▸ **About this exercise**:
Go through the data and copy each line that holds "ConfigurationError".

─── Data listing

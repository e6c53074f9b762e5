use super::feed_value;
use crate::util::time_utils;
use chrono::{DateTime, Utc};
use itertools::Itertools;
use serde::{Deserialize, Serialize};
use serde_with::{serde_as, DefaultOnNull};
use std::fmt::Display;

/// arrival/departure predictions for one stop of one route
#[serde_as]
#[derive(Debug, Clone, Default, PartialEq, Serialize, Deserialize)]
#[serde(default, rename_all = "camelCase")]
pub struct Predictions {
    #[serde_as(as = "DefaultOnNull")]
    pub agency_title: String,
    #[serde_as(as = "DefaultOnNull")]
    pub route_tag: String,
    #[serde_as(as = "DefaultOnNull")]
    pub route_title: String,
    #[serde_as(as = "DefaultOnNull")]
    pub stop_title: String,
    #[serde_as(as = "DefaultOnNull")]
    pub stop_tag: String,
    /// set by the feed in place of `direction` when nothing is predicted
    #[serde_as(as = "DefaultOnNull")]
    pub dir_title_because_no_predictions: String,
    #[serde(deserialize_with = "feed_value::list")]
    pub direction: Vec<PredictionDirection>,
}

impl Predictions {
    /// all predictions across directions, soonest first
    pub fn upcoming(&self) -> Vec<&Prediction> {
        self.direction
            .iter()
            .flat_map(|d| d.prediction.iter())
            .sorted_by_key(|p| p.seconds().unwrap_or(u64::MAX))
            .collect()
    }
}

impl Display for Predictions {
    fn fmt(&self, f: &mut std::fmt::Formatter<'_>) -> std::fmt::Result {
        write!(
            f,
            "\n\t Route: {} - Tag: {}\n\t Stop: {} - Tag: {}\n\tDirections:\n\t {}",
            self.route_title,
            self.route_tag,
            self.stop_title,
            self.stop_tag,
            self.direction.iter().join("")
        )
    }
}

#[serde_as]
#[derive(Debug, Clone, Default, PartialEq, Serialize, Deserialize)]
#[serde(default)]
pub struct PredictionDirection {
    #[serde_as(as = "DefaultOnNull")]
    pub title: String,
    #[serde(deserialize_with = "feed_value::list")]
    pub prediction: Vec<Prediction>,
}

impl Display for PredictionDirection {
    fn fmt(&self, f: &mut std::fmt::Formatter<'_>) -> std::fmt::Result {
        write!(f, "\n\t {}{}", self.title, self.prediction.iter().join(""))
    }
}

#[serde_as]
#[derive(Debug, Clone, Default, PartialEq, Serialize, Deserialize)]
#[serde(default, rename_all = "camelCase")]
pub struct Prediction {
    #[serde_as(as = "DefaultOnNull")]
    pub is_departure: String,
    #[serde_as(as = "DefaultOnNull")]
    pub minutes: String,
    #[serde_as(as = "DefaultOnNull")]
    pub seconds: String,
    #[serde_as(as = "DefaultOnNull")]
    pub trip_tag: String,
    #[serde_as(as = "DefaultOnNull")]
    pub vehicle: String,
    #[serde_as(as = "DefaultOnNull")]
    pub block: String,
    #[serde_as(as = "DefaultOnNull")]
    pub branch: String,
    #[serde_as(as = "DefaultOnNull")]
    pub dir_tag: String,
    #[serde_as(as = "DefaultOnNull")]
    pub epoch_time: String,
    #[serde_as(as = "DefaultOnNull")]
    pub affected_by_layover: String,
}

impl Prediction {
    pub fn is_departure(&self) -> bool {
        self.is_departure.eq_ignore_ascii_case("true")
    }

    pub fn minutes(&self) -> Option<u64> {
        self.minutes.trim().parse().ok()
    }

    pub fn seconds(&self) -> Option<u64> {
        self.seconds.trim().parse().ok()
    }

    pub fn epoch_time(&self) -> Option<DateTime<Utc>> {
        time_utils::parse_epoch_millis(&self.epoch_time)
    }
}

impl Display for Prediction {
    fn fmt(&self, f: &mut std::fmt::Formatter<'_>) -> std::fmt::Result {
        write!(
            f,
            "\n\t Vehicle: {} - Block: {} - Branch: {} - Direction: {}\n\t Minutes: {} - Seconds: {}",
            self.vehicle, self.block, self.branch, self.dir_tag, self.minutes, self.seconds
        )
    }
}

──────
─── Data listing

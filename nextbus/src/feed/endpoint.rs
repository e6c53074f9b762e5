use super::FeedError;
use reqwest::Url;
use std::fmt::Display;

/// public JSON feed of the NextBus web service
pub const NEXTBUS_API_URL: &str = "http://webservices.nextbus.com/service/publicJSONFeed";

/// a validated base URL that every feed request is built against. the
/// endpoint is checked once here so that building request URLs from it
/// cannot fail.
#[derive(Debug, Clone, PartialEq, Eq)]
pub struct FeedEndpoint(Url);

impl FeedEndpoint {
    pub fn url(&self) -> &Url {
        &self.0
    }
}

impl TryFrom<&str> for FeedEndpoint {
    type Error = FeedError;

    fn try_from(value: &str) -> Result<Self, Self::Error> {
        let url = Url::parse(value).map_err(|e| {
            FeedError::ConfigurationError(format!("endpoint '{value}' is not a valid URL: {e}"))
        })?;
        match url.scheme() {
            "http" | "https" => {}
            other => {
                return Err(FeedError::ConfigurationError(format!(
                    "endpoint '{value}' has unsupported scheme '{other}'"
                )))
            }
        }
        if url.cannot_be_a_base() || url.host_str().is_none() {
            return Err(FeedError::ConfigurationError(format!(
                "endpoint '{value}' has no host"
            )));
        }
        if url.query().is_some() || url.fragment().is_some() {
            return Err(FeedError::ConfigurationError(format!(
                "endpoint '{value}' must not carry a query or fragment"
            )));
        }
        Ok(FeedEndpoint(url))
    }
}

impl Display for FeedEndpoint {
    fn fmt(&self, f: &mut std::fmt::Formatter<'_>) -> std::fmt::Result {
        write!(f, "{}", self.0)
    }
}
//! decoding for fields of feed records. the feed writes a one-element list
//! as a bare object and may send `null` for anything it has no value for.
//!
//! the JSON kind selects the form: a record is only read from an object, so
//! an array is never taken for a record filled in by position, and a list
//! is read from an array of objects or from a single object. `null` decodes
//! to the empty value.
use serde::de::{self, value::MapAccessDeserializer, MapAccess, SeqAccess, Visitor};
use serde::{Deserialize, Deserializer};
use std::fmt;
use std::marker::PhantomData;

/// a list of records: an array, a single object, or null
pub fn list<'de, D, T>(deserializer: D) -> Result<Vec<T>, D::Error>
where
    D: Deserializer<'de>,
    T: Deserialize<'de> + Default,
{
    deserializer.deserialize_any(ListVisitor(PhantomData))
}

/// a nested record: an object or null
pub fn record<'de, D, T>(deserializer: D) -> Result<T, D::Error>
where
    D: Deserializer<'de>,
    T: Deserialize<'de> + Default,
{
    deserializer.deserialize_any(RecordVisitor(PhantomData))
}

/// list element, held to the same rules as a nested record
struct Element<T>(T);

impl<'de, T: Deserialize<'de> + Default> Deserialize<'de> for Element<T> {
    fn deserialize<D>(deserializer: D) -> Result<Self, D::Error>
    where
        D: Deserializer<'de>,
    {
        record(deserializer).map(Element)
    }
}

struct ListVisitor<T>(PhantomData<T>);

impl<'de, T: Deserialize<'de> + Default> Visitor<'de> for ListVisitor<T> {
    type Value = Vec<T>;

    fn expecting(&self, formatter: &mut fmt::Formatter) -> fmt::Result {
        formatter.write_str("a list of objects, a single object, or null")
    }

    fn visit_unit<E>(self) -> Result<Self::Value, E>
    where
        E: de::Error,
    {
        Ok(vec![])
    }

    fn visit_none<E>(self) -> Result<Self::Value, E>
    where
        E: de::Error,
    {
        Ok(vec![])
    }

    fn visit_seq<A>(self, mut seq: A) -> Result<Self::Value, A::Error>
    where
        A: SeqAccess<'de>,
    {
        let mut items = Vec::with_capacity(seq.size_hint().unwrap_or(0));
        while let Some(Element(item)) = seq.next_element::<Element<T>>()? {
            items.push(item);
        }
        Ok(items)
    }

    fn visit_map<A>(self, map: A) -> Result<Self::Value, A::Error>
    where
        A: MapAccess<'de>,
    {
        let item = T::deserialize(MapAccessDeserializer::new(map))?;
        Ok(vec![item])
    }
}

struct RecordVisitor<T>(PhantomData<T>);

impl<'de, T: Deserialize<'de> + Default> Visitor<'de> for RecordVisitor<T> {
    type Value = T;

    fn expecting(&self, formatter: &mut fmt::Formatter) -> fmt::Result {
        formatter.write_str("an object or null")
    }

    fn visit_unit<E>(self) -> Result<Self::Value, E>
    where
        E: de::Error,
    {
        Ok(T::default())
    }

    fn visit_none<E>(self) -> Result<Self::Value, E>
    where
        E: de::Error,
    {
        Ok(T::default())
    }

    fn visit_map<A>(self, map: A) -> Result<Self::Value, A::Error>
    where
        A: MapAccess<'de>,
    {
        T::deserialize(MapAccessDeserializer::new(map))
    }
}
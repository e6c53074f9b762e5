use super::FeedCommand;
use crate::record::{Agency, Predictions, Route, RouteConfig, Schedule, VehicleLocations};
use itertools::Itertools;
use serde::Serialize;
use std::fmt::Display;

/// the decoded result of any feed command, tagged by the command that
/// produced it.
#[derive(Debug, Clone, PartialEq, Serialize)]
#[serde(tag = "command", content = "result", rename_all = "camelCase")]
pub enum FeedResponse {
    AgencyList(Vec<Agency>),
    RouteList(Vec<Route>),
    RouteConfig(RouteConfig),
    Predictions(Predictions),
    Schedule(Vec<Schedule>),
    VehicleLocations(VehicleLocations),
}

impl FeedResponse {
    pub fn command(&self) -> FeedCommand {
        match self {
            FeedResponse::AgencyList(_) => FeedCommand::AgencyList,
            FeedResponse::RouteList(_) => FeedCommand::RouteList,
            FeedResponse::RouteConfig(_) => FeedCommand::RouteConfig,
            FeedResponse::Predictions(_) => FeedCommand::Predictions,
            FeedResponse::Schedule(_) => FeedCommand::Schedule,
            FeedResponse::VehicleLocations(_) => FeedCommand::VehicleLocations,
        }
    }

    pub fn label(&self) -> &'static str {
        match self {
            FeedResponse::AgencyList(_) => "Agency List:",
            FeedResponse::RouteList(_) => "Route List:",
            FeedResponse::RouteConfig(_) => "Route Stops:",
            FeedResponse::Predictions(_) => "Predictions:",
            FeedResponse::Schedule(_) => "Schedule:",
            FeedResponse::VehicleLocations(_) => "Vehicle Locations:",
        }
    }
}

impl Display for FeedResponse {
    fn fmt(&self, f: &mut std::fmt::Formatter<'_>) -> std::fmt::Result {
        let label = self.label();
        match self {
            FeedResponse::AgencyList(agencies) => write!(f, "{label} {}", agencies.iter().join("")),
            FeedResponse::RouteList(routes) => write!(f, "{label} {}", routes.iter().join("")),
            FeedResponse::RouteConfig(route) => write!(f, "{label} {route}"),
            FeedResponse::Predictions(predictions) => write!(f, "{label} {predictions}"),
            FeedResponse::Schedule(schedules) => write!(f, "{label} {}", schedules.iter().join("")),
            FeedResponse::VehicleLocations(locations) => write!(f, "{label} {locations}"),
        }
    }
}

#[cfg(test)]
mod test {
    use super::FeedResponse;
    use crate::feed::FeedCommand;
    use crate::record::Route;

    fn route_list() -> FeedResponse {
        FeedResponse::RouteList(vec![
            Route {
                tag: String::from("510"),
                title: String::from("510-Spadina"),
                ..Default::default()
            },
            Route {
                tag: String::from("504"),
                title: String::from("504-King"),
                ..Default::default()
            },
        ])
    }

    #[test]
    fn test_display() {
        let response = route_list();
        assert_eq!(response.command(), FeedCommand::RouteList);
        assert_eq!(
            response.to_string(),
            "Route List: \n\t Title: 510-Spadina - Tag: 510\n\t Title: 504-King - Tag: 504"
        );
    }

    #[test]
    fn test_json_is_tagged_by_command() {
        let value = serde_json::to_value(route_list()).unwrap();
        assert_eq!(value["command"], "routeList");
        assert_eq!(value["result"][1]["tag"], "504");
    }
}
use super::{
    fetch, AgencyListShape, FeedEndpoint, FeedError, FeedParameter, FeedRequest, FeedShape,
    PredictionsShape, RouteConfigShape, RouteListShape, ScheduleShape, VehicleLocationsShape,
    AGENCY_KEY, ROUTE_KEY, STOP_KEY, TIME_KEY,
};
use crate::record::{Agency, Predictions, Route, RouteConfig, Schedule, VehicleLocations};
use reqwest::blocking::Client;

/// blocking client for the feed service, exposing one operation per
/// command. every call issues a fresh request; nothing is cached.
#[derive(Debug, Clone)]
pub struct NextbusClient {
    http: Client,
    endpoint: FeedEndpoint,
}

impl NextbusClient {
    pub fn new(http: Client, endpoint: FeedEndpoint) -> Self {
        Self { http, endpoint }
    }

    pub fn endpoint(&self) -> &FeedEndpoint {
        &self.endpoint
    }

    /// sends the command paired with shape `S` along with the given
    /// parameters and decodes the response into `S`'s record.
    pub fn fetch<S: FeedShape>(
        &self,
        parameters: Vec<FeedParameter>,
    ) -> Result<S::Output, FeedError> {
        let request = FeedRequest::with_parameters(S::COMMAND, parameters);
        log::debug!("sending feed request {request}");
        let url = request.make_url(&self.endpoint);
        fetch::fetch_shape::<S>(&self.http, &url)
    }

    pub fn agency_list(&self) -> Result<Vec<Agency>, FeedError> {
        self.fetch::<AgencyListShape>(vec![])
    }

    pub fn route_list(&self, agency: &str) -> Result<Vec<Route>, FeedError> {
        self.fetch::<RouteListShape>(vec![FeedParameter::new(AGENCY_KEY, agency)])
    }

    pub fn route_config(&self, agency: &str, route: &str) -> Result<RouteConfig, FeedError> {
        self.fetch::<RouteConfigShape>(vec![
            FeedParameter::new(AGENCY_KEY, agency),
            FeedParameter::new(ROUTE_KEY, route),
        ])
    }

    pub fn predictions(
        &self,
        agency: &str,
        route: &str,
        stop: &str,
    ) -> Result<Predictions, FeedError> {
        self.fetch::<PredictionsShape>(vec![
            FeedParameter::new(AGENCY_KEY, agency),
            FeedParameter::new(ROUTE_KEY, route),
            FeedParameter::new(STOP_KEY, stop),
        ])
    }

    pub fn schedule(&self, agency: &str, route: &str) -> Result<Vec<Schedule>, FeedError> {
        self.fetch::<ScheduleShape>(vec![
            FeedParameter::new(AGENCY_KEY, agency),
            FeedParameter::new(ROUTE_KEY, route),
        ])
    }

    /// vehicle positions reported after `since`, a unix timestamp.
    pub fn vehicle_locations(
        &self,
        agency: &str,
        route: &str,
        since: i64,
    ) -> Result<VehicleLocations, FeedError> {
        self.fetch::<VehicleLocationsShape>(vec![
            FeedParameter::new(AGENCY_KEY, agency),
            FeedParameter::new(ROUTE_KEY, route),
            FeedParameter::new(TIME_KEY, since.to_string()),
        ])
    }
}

──────
─── Data listing

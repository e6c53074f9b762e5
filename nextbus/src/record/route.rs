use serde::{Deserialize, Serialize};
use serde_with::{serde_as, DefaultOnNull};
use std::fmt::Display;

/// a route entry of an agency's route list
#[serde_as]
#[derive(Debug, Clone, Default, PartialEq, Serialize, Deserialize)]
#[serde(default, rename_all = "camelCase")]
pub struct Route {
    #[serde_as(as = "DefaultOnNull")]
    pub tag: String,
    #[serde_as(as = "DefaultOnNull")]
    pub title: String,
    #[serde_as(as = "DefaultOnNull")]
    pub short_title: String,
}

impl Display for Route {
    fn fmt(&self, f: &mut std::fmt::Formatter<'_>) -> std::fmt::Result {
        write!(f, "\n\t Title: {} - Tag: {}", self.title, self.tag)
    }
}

──────

▸ **Response area**:
            FeedError::ConfigurationError(format!("endpoint '{value}' is not a valid URL: {e}"))
                return Err(FeedError::ConfigurationError(format!(
            return Err(FeedError::ConfigurationError(format!(
            return Err(FeedError::ConfigurationError(format!(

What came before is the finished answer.